//! Functions every enum gets at declaration time.
//!
//! For `(def E (enum linkage T ...))` in the current namespace:
//!
//! | Function | Signature | Body |
//! |----------|-----------|------|
//! | constructor | `(E (value T)) -> E` | wrap `value` in the backing struct |
//! | conversion | `(T (value E)) -> T` | read the backing member |
//! | `= != < <= > >=` | `((a E) (b E)) -> bool` | compare backing members |
//!
//! All of them take the enum's linkage. Comparisons use signed or unsigned
//! predicates to match `T`.

use kiln_backend::{BackendError, BlockId, IntPredicate, IrModule, ValueId};
use kiln_ir::{Name, Span};
use kiln_types::Idx;
use smallvec::smallvec;

use crate::{Context, FormResult, Linkage, Param};

/// Operator name, signed predicate, unsigned predicate.
const COMPARISONS: [(&str, IntPredicate, IntPredicate); 6] = [
    ("=", IntPredicate::Eq, IntPredicate::Eq),
    ("!=", IntPredicate::Ne, IntPredicate::Ne),
    ("<", IntPredicate::Slt, IntPredicate::Ult),
    ("<=", IntPredicate::Sle, IntPredicate::Ule),
    (">", IntPredicate::Sgt, IntPredicate::Ugt),
    (">=", IntPredicate::Sge, IntPredicate::Uge),
];

pub(crate) fn register_enum(
    ctx: &mut Context,
    name: Name,
    enum_ty: Idx,
    underlying: Idx,
    linkage: Linkage,
    span: Span,
) -> FormResult<()> {
    let value = ctx.interner().intern("value");
    let a = ctx.interner().intern("a");
    let b = ctx.interner().intern("b");

    let backing = ctx.backend_type(enum_ty);
    let sig = Signature {
        name,
        params: smallvec![Param {
            name: value,
            ty: underlying
        }],
        ret: enum_ty,
        linkage,
    };
    emit(ctx, sig, span, |m, block, args| {
        let empty = m.undef(backing);
        m.insert_value(block, empty, args[0], 0)
    })?;

    let conversion = ctx.interner().intern(&ctx.type_name(underlying));
    let sig = Signature {
        name: conversion,
        params: smallvec![Param {
            name: value,
            ty: enum_ty
        }],
        ret: underlying,
        linkage,
    };
    emit(ctx, sig, span, |m, block, args| m.extract_value(block, args[0], 0))?;

    let signed = ctx.pool().is_signed(underlying);
    for (op, signed_pred, unsigned_pred) in COMPARISONS {
        let pred = if signed { signed_pred } else { unsigned_pred };
        let sig = Signature {
            name: ctx.interner().intern(op),
            params: smallvec![
                Param { name: a, ty: enum_ty },
                Param { name: b, ty: enum_ty }
            ],
            ret: Idx::BOOL,
            linkage,
        };
        emit(ctx, sig, span, |m, block, args| {
            let lhs = m.extract_value(block, args[0], 0)?;
            let rhs = m.extract_value(block, args[1], 0)?;
            m.icmp(block, pred, lhs, rhs)
        })?;
    }
    Ok(())
}

struct Signature {
    name: Name,
    params: smallvec::SmallVec<[Param; 4]>,
    ret: Idx,
    linkage: Linkage,
}

/// Declare one function and give it a single-block body returning `body`'s value.
fn emit(
    ctx: &mut Context,
    sig: Signature,
    span: Span,
    body: impl FnOnce(&mut IrModule, BlockId, &[ValueId]) -> Result<ValueId, BackendError>,
) -> FormResult<()> {
    let func = ctx.declare_function(sig.name, sig.params, sig.ret, sig.linkage, span)?;
    let module = ctx.module_mut();
    let entry = module.append_block(func, "entry");
    let args = module.function(func).params().to_vec();
    let emitted = body(module, entry, &args).and_then(|v| module.ret(entry, Some(v)));
    if let Err(err) = emitted {
        module.finish_function(func);
        return Err(ctx.report_backend(&err, span));
    }
    Ok(())
}

#[cfg(test)]
mod tests;
//! `@` and `#`.

use kiln_backend::BlockId;
use kiln_ir::NodeId;

use crate::{errors, CoreForm, FormProcessor, FormResult, ParseResult};

impl FormProcessor<'_> {
    /// `(@ ptr)`.
    ///
    /// Loads the pointee and returns it as an lvalue whose address is the
    /// pointer. With `get_address` nothing is loaded and the pointer itself
    /// comes back unchanged; `(# (@ p))` uses this.
    pub(crate) fn dereference(
        &mut self,
        block: BlockId,
        node: NodeId,
        args: &[NodeId],
        get_address: bool,
        prefixed_with_core: bool,
    ) -> FormResult {
        self.check_args(node, CoreForm::Deref, args, 1)?;
        let ptr = self.process(block, args[0])?;

        let Some(pointee) = self.unit.ctx.pool.pointee(ptr.ty) else {
            let found = self.unit.ctx.type_name(ptr.ty);
            return Err(self.unit.ctx.error(errors::non_pointer_deref(
                self.unit.arena.span(args[0]),
                &found,
            )));
        };
        if self.unit.ctx.pool.is_void(pointee) {
            return Err(self
                .unit
                .ctx
                .error(errors::void_pointer_deref(self.unit.arena.span(args[0]))));
        }

        let mut result = if get_address {
            ParseResult::new(ptr.block, ptr.ty, ptr.value)
        } else {
            let loaded = self.backend(node, |m| m.load(ptr.block, ptr.value))?;
            ParseResult::new(ptr.block, pointee, loaded)
                .with_lvalue(ptr.value, ptr.ty)
                .owned_elsewhere()
        };
        result.do_not_copy_with_setf = prefixed_with_core;

        let cleaned = self.destruct(ptr)?;
        Ok(result.in_block(cleaned.block))
    }

    /// `(# x)`: the storage address of lvalue `x`.
    ///
    /// `(# (@ p))` is `p` itself, with no load emitted, unless a function
    /// named `@` shadows the core form.
    pub(crate) fn address_of(&mut self, block: BlockId, node: NodeId, args: &[NodeId]) -> FormResult {
        self.check_args(node, CoreForm::AddressOf, args, 1)?;
        let operand = args[0];

        let inner = self.unit.items(operand).unwrap_or_default();
        let is_deref = inner
            .first()
            .and_then(|&head| self.unit.arena.symbol(head))
            .filter(|&name| self.unit.forms.get(&name) == Some(&CoreForm::Deref))
            .is_some_and(|name| !self.unit.ctx.has_function_named(name));
        if is_deref {
            return self.dereference(block, operand, &inner[1..], true, false);
        }

        let value = self.process(block, operand)?;
        let (Some(address), Some(address_ty)) =
            (value.address_of_value, value.type_of_address_of_value)
        else {
            return Err(self
                .unit
                .ctx
                .error(errors::address_of_non_lvalue(self.unit.arena.span(operand))));
        };
        Ok(ParseResult::new(value.block, address_ty, address).owned_elsewhere())
    }
}
//! Symbol mangling.
//!
//! # Scheme
//!
//! ```text
//! _kiln_[<ns>$...]<name>[$$<param>$C<param>...]
//! ```
//!
//! - `_kiln_` marks every kiln symbol
//! - enclosing namespaces are joined with `$`
//! - identifiers keep `[A-Za-z0-9_]`; punctuation becomes a `$` escape
//! - function symbols append their parameter types after `$$`, so each
//!   overload gets its own symbol
//!
//! | Declaration | Symbol |
//! |-------------|--------|
//! | `MyEnum` at root | `_kiln_MyEnum` |
//! | `Colour` in `gfx` | `_kiln_gfx$Colour` |
//! | `(= (a E) (b E))` in root | `_kiln_$EQ$$E$CE` |
//! | `destroy ((p (p int)))` | `_kiln_destroy$$$LPp_$LPp_int$RP$RP` |

use std::fmt::Write;

/// Prefix of every mangled symbol.
pub const MANGLE_PREFIX: &str = "_kiln_";

/// Prefix of the backend name of a struct type.
pub const STRUCT_PREFIX: &str = "struct_";

const NAMESPACE_SEP: char = '$';
const PARAMS_SEP: &str = "$$";
const PARAM_SEP: &str = "$C";

#[derive(Debug, Clone, Copy, Default)]
pub struct Mangler;

impl Mangler {
    pub fn new() -> Self {
        Mangler
    }

    /// Symbol for `name` declared under `path`.
    pub fn mangle_name(&self, path: &[&str], name: &str) -> String {
        let mut out = String::with_capacity(32);
        out.push_str(MANGLE_PREFIX);
        for segment in path {
            self.encode_identifier(&mut out, segment);
            out.push(NAMESPACE_SEP);
        }
        self.encode_identifier(&mut out, name);
        out
    }

    /// Symbol for one overload of a function. `params` are printable type names.
    pub fn mangle_function(&self, path: &[&str], name: &str, params: &[String]) -> String {
        let mut out = self.mangle_name(path, name);
        if !params.is_empty() {
            out.push_str(PARAMS_SEP);
            for (i, param) in params.iter().enumerate() {
                if i > 0 {
                    out.push_str(PARAM_SEP);
                }
                self.encode_identifier(&mut out, param);
            }
        }
        out
    }

    /// Backend type name for a struct declared as `name` under `path`.
    pub fn struct_symbol(&self, path: &[&str], name: &str) -> String {
        format!("{STRUCT_PREFIX}{}", self.mangle_name(path, name))
    }

    #[allow(clippy::unused_self)]
    fn encode_identifier(&self, out: &mut String, name: &str) {
        for c in name.chars() {
            match c {
                c if c.is_ascii_alphanumeric() || c == '_' => out.push(c),
                ' ' => out.push('_'),
                '<' => out.push_str("$LT"),
                '>' => out.push_str("$GT"),
                '=' => out.push_str("$EQ"),
                '!' => out.push_str("$BG"),
                '-' => out.push_str("$D"),
                '@' => out.push_str("$AT"),
                '#' => out.push_str("$HS"),
                '(' => out.push_str("$LP"),
                ')' => out.push_str("$RP"),
                '.' => out.push_str("$DT"),
                _ => {
                    let _ = write!(out, "${:02x}", c as u32);
                }
            }
        }
    }
}
//! Registered structs and functions.

use kiln_backend::{FunctionId, LlTypeId};
use kiln_ir::Name;
use kiln_types::Idx;
use smallvec::SmallVec;

use crate::Linkage;

/// A struct registered in a namespace.
#[derive(Clone, Debug, PartialEq, Eq)]
pub struct Struct {
    pub linkage: Linkage,
    pub once_tag: Option<String>,
    pub ty: Idx,
    pub backend: LlTypeId,
    /// Backend type name (`struct_` + mangled symbol).
    pub symbol: String,
    pub members: SmallVec<[(Name, Idx); 4]>,
}

impl Struct {
    pub fn member_index(&self, name: Name) -> Option<u32> {
        self.members
            .iter()
            .position(|(n, _)| *n == name)
            .and_then(|i| u32::try_from(i).ok())
    }

    pub fn member_type(&self, name: Name) -> Option<Idx> {
        self.members.iter().find(|(n, _)| *n == name).map(|(_, ty)| *ty)
    }
}

#[derive(Copy, Clone, Debug, PartialEq, Eq)]
pub struct Param {
    pub name: Name,
    pub ty: Idx,
}

/// One overload of a function.
#[derive(Clone, Debug, PartialEq, Eq)]
pub struct Function {
    pub name: Name,
    pub params: SmallVec<[Param; 4]>,
    pub return_type: Idx,
    pub linkage: Linkage,
    pub symbol: String,
    pub backend: FunctionId,
}

impl Function {
    pub fn param_types(&self) -> impl Iterator<Item = Idx> + '_ {
        self.params.iter().map(|p| p.ty)
    }

    /// Exact match of the parameter list against `args`.
    pub fn accepts(&self, args: &[Idx]) -> bool {
        self.params.len() == args.len() && self.param_types().eq(args.iter().copied())
    }
}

§ §

Of the entries listed above, reproduce only the lines starting at the line containing "let signed = ctx.pool().is_signed(underlying);" and ending at the line containing "b, ty: enum_ty". Include both, exactly as they stand.

    let signed = ctx.pool().is_signed(underlying);
    for (op, signed_pred, unsigned_pred) in COMPARISONS {
        let pred = if signed { signed_pred } else { unsigned_pred };
        let sig = Signature {
            name: ctx.interner().intern(op),
            params: smallvec![
                Param { name: a, ty: enum_ty },
                Param { name: b, ty: enum_ty }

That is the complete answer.